The doctor's been sick, but he says what's happening in his body is unknown.
"I wish I understood it. I do research on sleep, but the more I research it, the more I realize we don't really understand it," Raizen said.
Raizen is the go-to on the subject. He did a study using roundworms at the University of Pennsylvania trying to figure out why we sleep while sick.
"The why question is fascinating. The ultimate answer is we don't know for sure why. We don't know why we sleep when we are sick but we also don't know why we sleep on a daily basis. That's one of the great mysteries of biology," Raizen said. "The common wisdom is that we are trying to conserve energy. The degree of energy savings is also not entirely clear."

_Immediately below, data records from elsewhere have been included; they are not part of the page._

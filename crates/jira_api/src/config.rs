use std::time::Duration;

use reqwest::Url;

use crate::error::{JiraError, Result};

pub const ISSUE_ENDPOINT_PATH: &str = "rest/api/2/issue/";
pub const DEFAULT_USER_AGENT: &str = "jira-test-reporter";
pub const DEFAULT_COOLDOWN_MS: u64 = 200;
pub const DEFAULT_TIMEOUT_SECS: u64 = 30;
pub const DEFAULT_CONNECT_TIMEOUT_SECS: u64 = 10;
pub const DEFAULT_MAX_CONNECTIONS: usize = 4;

/// Connection settings for one Jira server.
#[derive(Clone)]
pub struct JiraConfig {
    pub server_address: String,
    pub username: String,
    pub password: String,
    pub user_agent: String,
    pub cooldown: Duration,
    pub timeout: Duration,
    pub connect_timeout: Duration,
    pub max_connections: usize,
}

impl std::fmt::Debug for JiraConfig {
    fn fmt(&self, f: &mut std::fmt::Formatter<'_>) -> std::fmt::Result {
        f.debug_struct("JiraConfig")
            .field("server_address", &self.server_address)
            .field("username", &self.username)
            .field("password", &"<redacted>")
            .field("user_agent", &self.user_agent)
            .field("cooldown", &self.cooldown)
            .field("timeout", &self.timeout)
            .field("connect_timeout", &self.connect_timeout)
            .field("max_connections", &self.max_connections)
            .finish()
    }
}

impl JiraConfig {
    /// Creates a configuration with default timeouts, cooldown and connection limit.
    pub fn new(
        server_address: impl Into<String>,
        username: impl Into<String>,
        password: impl Into<String>,
    ) -> Self {
        Self {
            server_address: server_address.into(),
            username: username.into(),
            password: password.into(),
            user_agent: DEFAULT_USER_AGENT.to_string(),
            cooldown: Duration::from_millis(DEFAULT_COOLDOWN_MS),
            timeout: Duration::from_secs(DEFAULT_TIMEOUT_SECS),
            connect_timeout: Duration::from_secs(DEFAULT_CONNECT_TIMEOUT_SECS),
            max_connections: DEFAULT_MAX_CONNECTIONS,
        }
    }

    /// Sets the `User-Agent` sent with every request.
    pub fn with_user_agent(mut self, ua: impl Into<String>) -> Self {
        self.user_agent = ua.into();
        self
    }

    /// Sets the minimum interval between request starts.
    pub fn with_cooldown(mut self, duration: Duration) -> Self {
        self.cooldown = duration;
        self
    }

    /// Sets the whole-request timeout of the HTTP client.
    pub fn with_timeout(mut self, duration: Duration) -> Self {
        self.timeout = duration;
        self
    }

    /// Sets the connect timeout of the HTTP client.
    pub fn with_connect_timeout(mut self, duration: Duration) -> Self {
        self.connect_timeout = duration;
        self
    }

    /// Sets the number of concurrent sessions, at least one.
    pub fn with_max_connections(mut self, connections: usize) -> Self {
        self.max_connections = connections.max(1);
        self
    }

    /// Server address with exactly one trailing slash.
    pub fn server_root(&self) -> String {
        format!("{}/", self.server_address.trim().trim_end_matches('/'))
    }

    /// `<server>/rest/api/2/issue/`
    pub fn issue_endpoint(&self) -> String {
        format!("{}{}", self.server_root(), ISSUE_ENDPOINT_PATH)
    }

    /// Parses the issue endpoint, failing when the server address is not a URL.
    pub fn issue_url(&self) -> Result<Url> {
        Url::parse(&self.issue_endpoint())
            .map_err(|err| JiraError::InvalidUrl(format!("{}: {}", self.server_address, err)))
    }
}

/// Checks a user-supplied server address the same way the settings form does.
pub fn validate_server_address(value: &str) -> std::result::Result<(), String> {
    let trimmed = value.trim();
    if trimmed.is_empty() {
        return Err("You must provide an URL.".to_string());
    }
    Url::parse(trimmed)
        .map(|_| ())
        .map_err(|_| "This is not a valid URL.".to_string())
}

But does it help the immune system?
"We think it does," Raizen said. "Maybe that immune system that's involved in that innate response is what's optimized during sickness sleep, allows us to fight off infection very rapidly. It's not crystal clear and that keeps me and my collegues in business."
Raizen says two other primal urges we have when sick are to isolate and not to eat. That's another possibility: We sleep more because we're weaker from skipping meals.